Cryphonectria parasitica  (Murr.) Bar [syn. Endothia parasitica (Murr. And.] (anamorf: Endothiella sp .) is the causal agent of chestnut bark disease or chestnut blight, disease which produced great damages throughout the world, for example, in Europe, the European chestnut tree ( Castanea sativa (P.) Mill) was heavily affected. Environmental concerns have focused attention on natural forms of disease control as an effective alternative to chemical pesticides. In the chestnut blight fungus, Cryphonectria parasitica deals with a natural form of biological control in which the virulence of a fungal pathogen is attenuated by an endogenous viral RNA genetic element- the hypovirulent strain. In our researches we picked samples of chestnut bark from different areas in Maramures county.
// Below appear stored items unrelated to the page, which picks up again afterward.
use anyhow::Result;
use async_trait::async_trait;
use breadcrumb_pipeline::fetch::HttpClient;
use breadcrumb_pipeline::normalize::Normalizer;
use breadcrumb_pipeline::output::read_snapshot;
use breadcrumb_pipeline::pipeline::{self, GatherConfig};
use breadcrumb_pipeline::publish::PublishState;
use breadcrumb_pipeline::record::{FETCHED_AT_KEY, VEHICLE_TAG_KEY};
use breadcrumb_pipeline::services::message_queue::{MessageSink, PendingAck, TopicPath};
use bytes::Bytes;
use futures::FutureExt;
use serde_json::{Value, json};
use std::collections::HashMap;
use std::env;
use std::fs;
use std::path::PathBuf;
use std::sync::Mutex;
use std::sync::atomic::{AtomicBool, Ordering};
use tokio_util::sync::CancellationToken;

/// Serves canned `(status, body)` replies keyed by the `vehicle_id` query parameter.
struct StubBreadcrumbApi {
    replies: HashMap<String, (u16, String)>,
}

impl StubBreadcrumbApi {
    fn new(replies: &[(&str, u16, Value)]) -> Self {
        Self {
            replies: replies
                .iter()
                .map(|(id, status, body)| (id.to_string(), (*status, body.to_string())))
                .collect(),
        }
    }
}

#[async_trait]
impl HttpClient for StubBreadcrumbApi {
    async fn execute(&self, req: reqwest::Request) -> reqwest::Result<reqwest::Response> {
        let vehicle_id = req
            .url()
            .query_pairs()
            .find(|(k, _)| k == "vehicle_id")
            .map(|(_, v)| v.into_owned())
            .unwrap_or_default();
        let (status, body) = self
            .replies
            .get(&vehicle_id)
            .cloned()
            .unwrap_or((404, r#"{"error":"unknown vehicle"}"#.to_string()));
        let resp = http::Response::builder().status(status).body(body).unwrap();
        Ok(reqwest::Response::from(resp))
    }
}

/// Records every payload and acknowledges it immediately.
#[derive(Default)]
struct MemorySink {
    published: Mutex<Vec<(String, Bytes)>>,
    closed: AtomicBool,
}

#[async_trait]
impl MessageSink for MemorySink {
    async fn submit(&self, topic: &TopicPath, payload: Bytes) -> Result<PendingAck> {
        self.published
            .lock()
            .unwrap()
            .push((topic.subject(), payload));
        Ok(async { Ok(()) }.boxed())
    }

    async fn close(&self) -> Result<()> {
        self.closed.store(true, Ordering::SeqCst);
        Ok(())
    }
}

fn topic() -> TopicPath {
    TopicPath::new("test-project", "lab-breadcrumbs-topic").unwrap()
}

fn snapshot_path(name: &str) -> PathBuf {
    let path = env::temp_dir().join(name);
    let _ = fs::remove_file(&path);
    path
}

fn breadcrumb(vehicle: u32, time: &str, meters: u32) -> Value {
    json!({
        "VEHICLE_ID": vehicle,
        "time": time,
        "GPS_LATITUDE": 45.52,
        "GPS_LONGITUDE": -122.67,
        "METERS": meters,
    })
}

#[tokio::test]
async fn test_partial_success_run() {
    let api = StubBreadcrumbApi::new(&[
        (
            "3003",
            200,
            json!([
                breadcrumb(3003, "2025-10-30T07:00:00", 10),
                breadcrumb(3003, "2025-10-30T07:00:05", 42),
            ]),
        ),
        ("3007", 500, json!({"error": "internal"})),
    ]);
    let sink = MemorySink::default();
    let config = GatherConfig::new(vec!["3003".to_string(), "3007".to_string()]);
    let path = snapshot_path("breadcrumb_pipeline_it_partial.json");

    let report = pipeline::run(&api, &sink, &topic(), &config, &path, &CancellationToken::new())
        .await
        .unwrap();

    assert_eq!(report.gather.records.len(), 2);
    assert_eq!(report.gather.vehicles_ok, 1);
    assert_eq!(report.gather.vehicles_failed.len(), 1);
    assert_eq!(report.gather.vehicles_failed[0].vehicle_id, "3007");
    assert_eq!(report.gather.vehicles_failed[0].error.kind(), "http_status");

    let snapshot = read_snapshot(&path).unwrap();
    assert_eq!(snapshot, report.gather.records);

    let publish = report.publish.as_ref().unwrap();
    assert_eq!(publish.state, PublishState::Done);
    assert_eq!((publish.submitted, publish.acknowledged, publish.failed), (2, 2, 0));
    report.ensure_delivered().unwrap();

    let published = sink.published.lock().unwrap();
    assert_eq!(published.len(), 2);
    assert!(published.iter().all(|(subject, _)| subject == "test-project.lab-breadcrumbs-topic"));
    let body: Value = serde_json::from_slice(&published[1].1).unwrap();
    assert_eq!(body["METERS"], 42);
    assert!(body[FETCHED_AT_KEY].as_str().is_some_and(|s| !s.is_empty()));
    assert!(sink.closed.load(Ordering::SeqCst));

    fs::remove_file(&path).unwrap();
}

#[tokio::test]
async fn test_target_date_falls_back_to_raw_batch() {
    let raw = json!([
        breadcrumb(3003, "2025-10-29T06:00:00", 1),
        breadcrumb(3003, "2025-10-29T06:00:05", 2),
        breadcrumb(3003, "2025-10-29T06:00:10", 3),
    ]);
    let api = StubBreadcrumbApi::new(&[("3003", 200, raw)]);
    let sink = MemorySink::default();
    let mut config = GatherConfig::new(vec!["3003".to_string()]);
    config.normalizer = Normalizer {
        target_date: Some("2025-10-30".to_string()),
        tag_vehicle: true,
    };
    let path = snapshot_path("breadcrumb_pipeline_it_fallback.json");

    let report = pipeline::run(&api, &sink, &topic(), &config, &path, &CancellationToken::new())
        .await
        .unwrap();

    assert_eq!(report.gather.records.len(), 3);
    assert!(
        report
            .gather
            .records
            .iter()
            .all(|r| r.get(VEHICLE_TAG_KEY) == Some(&json!("3003")))
    );
    assert_eq!(report.publish.as_ref().unwrap().acknowledged, 3);

    fs::remove_file(&path).unwrap();
}

#[tokio::test]
async fn test_target_date_keeps_matching_day_only() {
    let raw = json!([
        breadcrumb(3010, "2025-10-29T23:59:55", 1),
        breadcrumb(3010, "2025-10-30T00:00:00", 2),
    ]);
    let api = StubBreadcrumbApi::new(&[("3010", 200, raw)]);
    let sink = MemorySink::default();
    let mut config = GatherConfig::new(vec!["3010".to_string()]);
    config.normalizer.target_date = Some("2025-10-30".to_string());
    let path = snapshot_path("breadcrumb_pipeline_it_filter.json");

    let report = pipeline::run(&api, &sink, &topic(), &config, &path, &CancellationToken::new())
        .await
        .unwrap();

    assert_eq!(report.gather.records.len(), 1);
    assert_eq!(report.gather.records[0].get("METERS"), Some(&json!(2)));

    fs::remove_file(&path).unwrap();
}

#[tokio::test]
async fn test_interrupted_run_keeps_snapshot_and_skips_publish() {
    let api = StubBreadcrumbApi::new(&[("3003", 200, json!([breadcrumb(3003, "t", 1)]))]);
    let sink = MemorySink::default();
    let config = GatherConfig::new(vec!["3003".to_string()]);
    let path = snapshot_path("breadcrumb_pipeline_it_interrupted.json");
    let cancel = CancellationToken::new();
    cancel.cancel();

    let report = pipeline::run(&api, &sink, &topic(), &config, &path, &cancel)
        .await
        .unwrap();

    assert!(report.publish.is_none());
    assert!(report.ensure_delivered().is_err());
    assert!(read_snapshot(&path).unwrap().is_empty());
    assert!(sink.published.lock().unwrap().is_empty());
    assert!(sink.closed.load(Ordering::SeqCst));

    fs::remove_file(&path).unwrap();
}

#[tokio::test]
async fn test_replay_publishes_snapshot() {
    let api = StubBreadcrumbApi::new(&[(
        "3003",
        200,
        json!([breadcrumb(3003, "a", 1), breadcrumb(3003, "b", 2)]),
    )]);
    let config = GatherConfig::new(vec!["3003".to_string()]);
    let path = snapshot_path("breadcrumb_pipeline_it_replay.json");

    let first = MemorySink::default();
    pipeline::run(&api, &first, &topic(), &config, &path, &CancellationToken::new())
        .await
        .unwrap();

    let second = MemorySink::default();
    let report = pipeline::replay(&second, &topic(), &path, &CancellationToken::new())
        .await
        .unwrap();

    assert_eq!(report.acknowledged, 2);
    let first_bodies: Vec<_> = first.published.lock().unwrap().iter().map(|(_, b)| b.clone()).collect();
    let second_bodies: Vec<_> = second.published.lock().unwrap().iter().map(|(_, b)| b.clone()).collect();
    assert_eq!(first_bodies, second_bodies);

    fs::remove_file(&path).unwrap();
}

#[tokio::test]
async fn test_replay_missing_snapshot_fails_and_closes_sink() {
    let sink = MemorySink::default();
    let path = snapshot_path("breadcrumb_pipeline_it_no_snapshot.json");

    let result = pipeline::replay(&sink, &topic(), &path, &CancellationToken::new()).await;

    assert!(result.is_err());
    assert!(sink.published.lock().unwrap().is_empty());
    assert!(sink.closed.load(Ordering::SeqCst));
}

#[tokio::test]
async fn test_collect_snapshots_before_any_queue_exists() {
    let api = StubBreadcrumbApi::new(&[
        ("3003", 200, json!([breadcrumb(3003, "a", 1)])),
        ("3007", 500, json!({"error": "internal"})),
    ]);
    let config = GatherConfig::new(vec!["3003".to_string(), "3007".to_string()]);
    let path = snapshot_path("breadcrumb_pipeline_it_collect.json");

    let gather = pipeline::collect(&api, &config, &path, &CancellationToken::new())
        .await
        .unwrap();

    assert_eq!(read_snapshot(&path).unwrap(), gather.records);
    assert_eq!(gather.records.len(), 1);

    let sink = MemorySink::default();
    let report = pipeline::deliver(&sink, &topic(), gather, &CancellationToken::new()).await;
    assert_eq!(report.publish.as_ref().unwrap().acknowledged, 1);
    assert!(sink.closed.load(Ordering::SeqCst));

    fs::remove_file(&path).unwrap();
}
We’ve isolated the fungus on PDA medium and we’ve studied the morphological characteristics of the usual virulent strain and we looked for a possible hypovirulent strain in order to study its capacity for biological control. The fungus develops in the bark and in cambium where forms a yellowish or brownish stroma and produces both conidia and ascospores. The pycnidia stromata break through the lenticels producing conidia and later in the same stroma develop the perithecia which produce ascospores. Both strains of the fungus were found in the research area. The hypovirulent strain had a slower development, showed no sporu lation and pigmentation “white cultural strain” and was tested in vitro for the capacity to convert the virulent isolates by dual culture tests.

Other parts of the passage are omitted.